I've never seen a season begin this way - three late-inning victories (including two walk-offs) in such close succession. And now, here we were again, score tied in the bottom of the tenth just three days later.
After listening all afternoon to World Cup horns buzzing like swarms of locusts on my television, it was downright refreshing to sit outdoors and enjoy baseball's relative silence on a mild summer evening. I love the quiet of a game early in the season. No huge crowds of tourists; no t-shirt tosses; no strangers sitting in "our" seats; not a whole lot of yakking going on around us. That high season energy is fun in its own way, but I still love a quiet game, when voices are a bit more hushed, when you can hear the coach say hey Bobby whatddaya say, loud and clear, when baseball attains a level of purity that just can't be matched.
That's when all the ruckus started.
It was at this point that our own players started in with the paper cups. They hollowed out the waxy bottoms and stuck the openings over their ears. They didn't draw a whole lot of attention to themselves, just leaned on the dugout railing unobtrusively, quietly stood there as if it was a perfectly normal thing to do while watching the game. The look of it was hysterical. One guy had cups tucked inside his cozy hoodie.

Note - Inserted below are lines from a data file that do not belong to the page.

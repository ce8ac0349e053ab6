use axum::{
    Router,
    http::Method,
    routing::{get, post, put},
};
use tower_http::{
    cors::{Any, CorsLayer},
    trace::TraceLayer,
};

use crate::web::auth::{create_user, healthcheck, issue_token};
use crate::web::records::{
    create_record, delete_record, get_record, list_records, record_history, update_record,
};
use crate::web::schemas::{
    declare_schema, get_schema, list_permissions, list_schemas, list_versions, revise_schema,
    rollback_schema, set_permissions,
};
use crate::web::AppState;

pub fn build_router(state: AppState) -> Router {
    Router::new()
        .route("/health", get(healthcheck))
        .route("/auth/token", post(issue_token))
        .route("/auth/users", post(create_user))
        .route("/schemas", post(declare_schema).get(list_schemas))
        .route("/schemas/:entity", get(get_schema).put(revise_schema))
        .route("/schemas/:entity/versions", get(list_versions))
        .route("/schemas/:entity/rollback/:version", post(rollback_schema))
        .route("/schemas/:entity/permissions", get(list_permissions))
        .route("/schemas/:entity/permissions/:role", put(set_permissions))
        // Entity routes last; static segments above take priority.
        .route("/:entity", post(create_record).get(list_records))
        .route(
            "/:entity/:id",
            get(get_record).put(update_record).delete(delete_record),
        )
        .route("/:entity/:id/history", get(record_history))
        .layer(TraceLayer::new_for_http())
        .layer(
            CorsLayer::new()
                .allow_origin(Any)
                .allow_headers(Any)
                .allow_methods([
                    Method::GET,
                    Method::POST,
                    Method::PUT,
                    Method::DELETE,
                    Method::OPTIONS,
                ]),
        )
        .with_state(state)
}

As I watched the players' antics, I got to thinking about how I was stupid to be cynical about athletes and their superstitions. I was beginning to sense that these cups might actually work.
Bottom of the tenth. Score tied 3-3. Middle of the order. First-baseman Aaron Westlake flies out to left. One out. Dan Paolini, 6'0" 195 lb senior out of Siena, rips a one-out double up the middle. Game-winning run on second. Tarheel Jacob Stillings strikes out swinging. Two outs. Left-handed batter Riley Reynolds, 6' 1" 200 lb infielder from Vanderbilt, comes to the plate and drives a single the opposite way to win the game.

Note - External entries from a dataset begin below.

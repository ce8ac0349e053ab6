//! Durable per-tenant snapshots.
//!
//! Layout: `<data_dir>/tenants/<tenant-id>.msgpack`. A snapshot is the whole
//! tenant state encoded with MessagePack and replaced atomically (temp file in
//! the same directory, fsync, rename).

use std::fs;
use std::io::Write;
use std::path::{Path, PathBuf};

use tempfile::NamedTempFile;
use tracing::{debug, warn};

use crate::core::{EngineError, Result, TenantId};
use crate::storage::TenantState;

const SNAPSHOT_EXTENSION: &str = "msgpack";

#[derive(Debug, Clone)]
pub struct SnapshotManager {
    dir: PathBuf,
}

impl SnapshotManager {
    pub fn new<P: AsRef<Path>>(data_dir: P) -> Self {
        Self {
            dir: data_dir.as_ref().join("tenants"),
        }
    }

    pub fn dir(&self) -> &Path {
        &self.dir
    }

    pub fn snapshot_path(&self, tenant: TenantId) -> PathBuf {
        self.dir.join(format!("{}.{}", tenant, SNAPSHOT_EXTENSION))
    }

    pub async fn save(&self, tenant: TenantId, state: &TenantState) -> Result<()> {
        let bytes = rmp_serde::to_vec_named(state)
            .map_err(|e| EngineError::storage(format!("Failed to serialize snapshot: {}", e)))?;
        let dir = self.dir.clone();
        let path = self.snapshot_path(tenant);

        tokio::task::spawn_blocking(move || write_atomic(&dir, &path, &bytes))
            .await
            .map_err(|e| EngineError::storage(format!("Snapshot writer panicked: {}", e)))??;

        debug!(tenant = %tenant, "tenant snapshot written");
        Ok(())
    }

    /// Loads every tenant snapshot in the directory.
    pub async fn load_all(&self) -> Result<Vec<(TenantId, TenantState)>> {
        let dir = self.dir.clone();
        tokio::task::spawn_blocking(move || read_all(&dir))
            .await
            .map_err(|e| EngineError::storage(format!("Snapshot reader panicked: {}", e)))?
    }
}

fn write_atomic(dir: &Path, path: &Path, bytes: &[u8]) -> Result<()> {
    fs::create_dir_all(dir)
        .map_err(|e| EngineError::storage(format!("Failed to create snapshot directory: {}", e)))?;
    let mut temp = NamedTempFile::new_in(dir)
        .map_err(|e| EngineError::storage(format!("Failed to create temp file: {}", e)))?;
    temp.write_all(bytes)
        .map_err(|e| EngineError::storage(format!("Failed to write snapshot: {}", e)))?;
    temp.as_file()
        .sync_all()
        .map_err(|e| EngineError::storage(format!("Failed to sync snapshot: {}", e)))?;
    temp.persist(path)
        .map_err(|e| EngineError::storage(format!("Failed to rename snapshot: {}", e.error)))?;
    Ok(())
}

fn read_all(dir: &Path) -> Result<Vec<(TenantId, TenantState)>> {
    if !dir.exists() {
        return Ok(Vec::new());
    }

    let mut loaded = Vec::new();
    let entries = fs::read_dir(dir)
        .map_err(|e| EngineError::storage(format!("Failed to read snapshot directory: {}", e)))?;

    for entry in entries {
        let path = entry?.path();
        if path.extension().and_then(|ext| ext.to_str()) != Some(SNAPSHOT_EXTENSION) {
            continue;
        }
        let Some(tenant) = path
            .file_stem()
            .and_then(|stem| stem.to_str())
            .and_then(|stem| stem.parse::<TenantId>().ok())
        else {
            warn!(path = %path.display(), "skipping snapshot with unrecognised file name");
            continue;
        };

        let bytes = fs::read(&path)
            .map_err(|e| EngineError::storage(format!("Failed to read snapshot: {}", e)))?;
        let state: TenantState = rmp_serde::from_slice(&bytes).map_err(|e| {
            EngineError::storage(format!(
                "Failed to deserialize snapshot {}: {}",
                path.display(),
                e
            ))
        })?;
        loaded.push((tenant, state));
    }

    Ok(loaded)
}

#[cfg(test)]
mod tests {
    use super::*;
    use crate::core::Role;
    use crate::permission::{EntityPermission, PermissionSet};
    use tempfile::TempDir;

    #[tokio::test]
    async fn test_snapshot_save_and_load() {
        let temp_dir = TempDir::new().unwrap();
        let manager = SnapshotManager::new(temp_dir.path());
        let tenant = TenantId::new();

        let mut state = TenantState::default();
        state.put_permission(EntityPermission::new(
            tenant,
            "orders",
            Role::from("user"),
            PermissionSet::read_only(),
        ));
        manager.save(tenant, &state).await.unwrap();
        assert!(manager.snapshot_path(tenant).exists());

        let loaded = manager.load_all().await.unwrap();
        assert_eq!(loaded.len(), 1);
        let (loaded_tenant, loaded_state) = &loaded[0];
        assert_eq!(*loaded_tenant, tenant);
        let row = loaded_state.permission("orders", &Role::from("user")).unwrap();
        assert_eq!(row.permissions, PermissionSet::read_only());
    }

    #[tokio::test]
    async fn test_load_missing_dir_is_empty() {
        let temp_dir = TempDir::new().unwrap();
        let manager = SnapshotManager::new(temp_dir.path().join("nothing-here"));
        assert!(manager.load_all().await.unwrap().is_empty());
    }

    #[tokio::test]
    async fn test_foreign_files_are_ignored() {
        let temp_dir = TempDir::new().unwrap();
        let manager = SnapshotManager::new(temp_dir.path());
        fs::create_dir_all(manager.dir()).unwrap();
        fs::write(manager.dir().join("notes.txt"), b"hello").unwrap();
        fs::write(manager.dir().join("not-a-uuid.msgpack"), b"junk").unwrap();
        assert!(manager.load_all().await.unwrap().is_empty());
    }
}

We all stand up and loudly applaud another walk-off victory. I get to do my four-finger whistle. The rally cups fall out of all the players' ears as they jump up the dugout steps and charge the field, while the pitchers run in from the bullpen in a nice neat line. By now they're all pretty hungry for team dinner. I whistle one more time, and then we gather our damp blankets and head home.
The idea of rally cups was clever and well-timed and the ridiculous look of them just so funny. I believe those cups actually made a difference in the game's outcome. And it felt really good to laugh.
Post Script: In yet another walk-off victory, Chatham defeated Cotuit 3-2 last night on Mark Ginther's 1-out RBI double. We missed that game because we were out having a good time at a nearby summer theater production. Back at home, I caught the final three innings of the College World Series, which ended in the bottom of the 11th when Gamecock Whit Merrifield hit a sharp line drive to right field, scoring the triumphant winning run. Coincidentally, Whit played summer ball with the Chatham Anglers at Veterans Field just one year ago.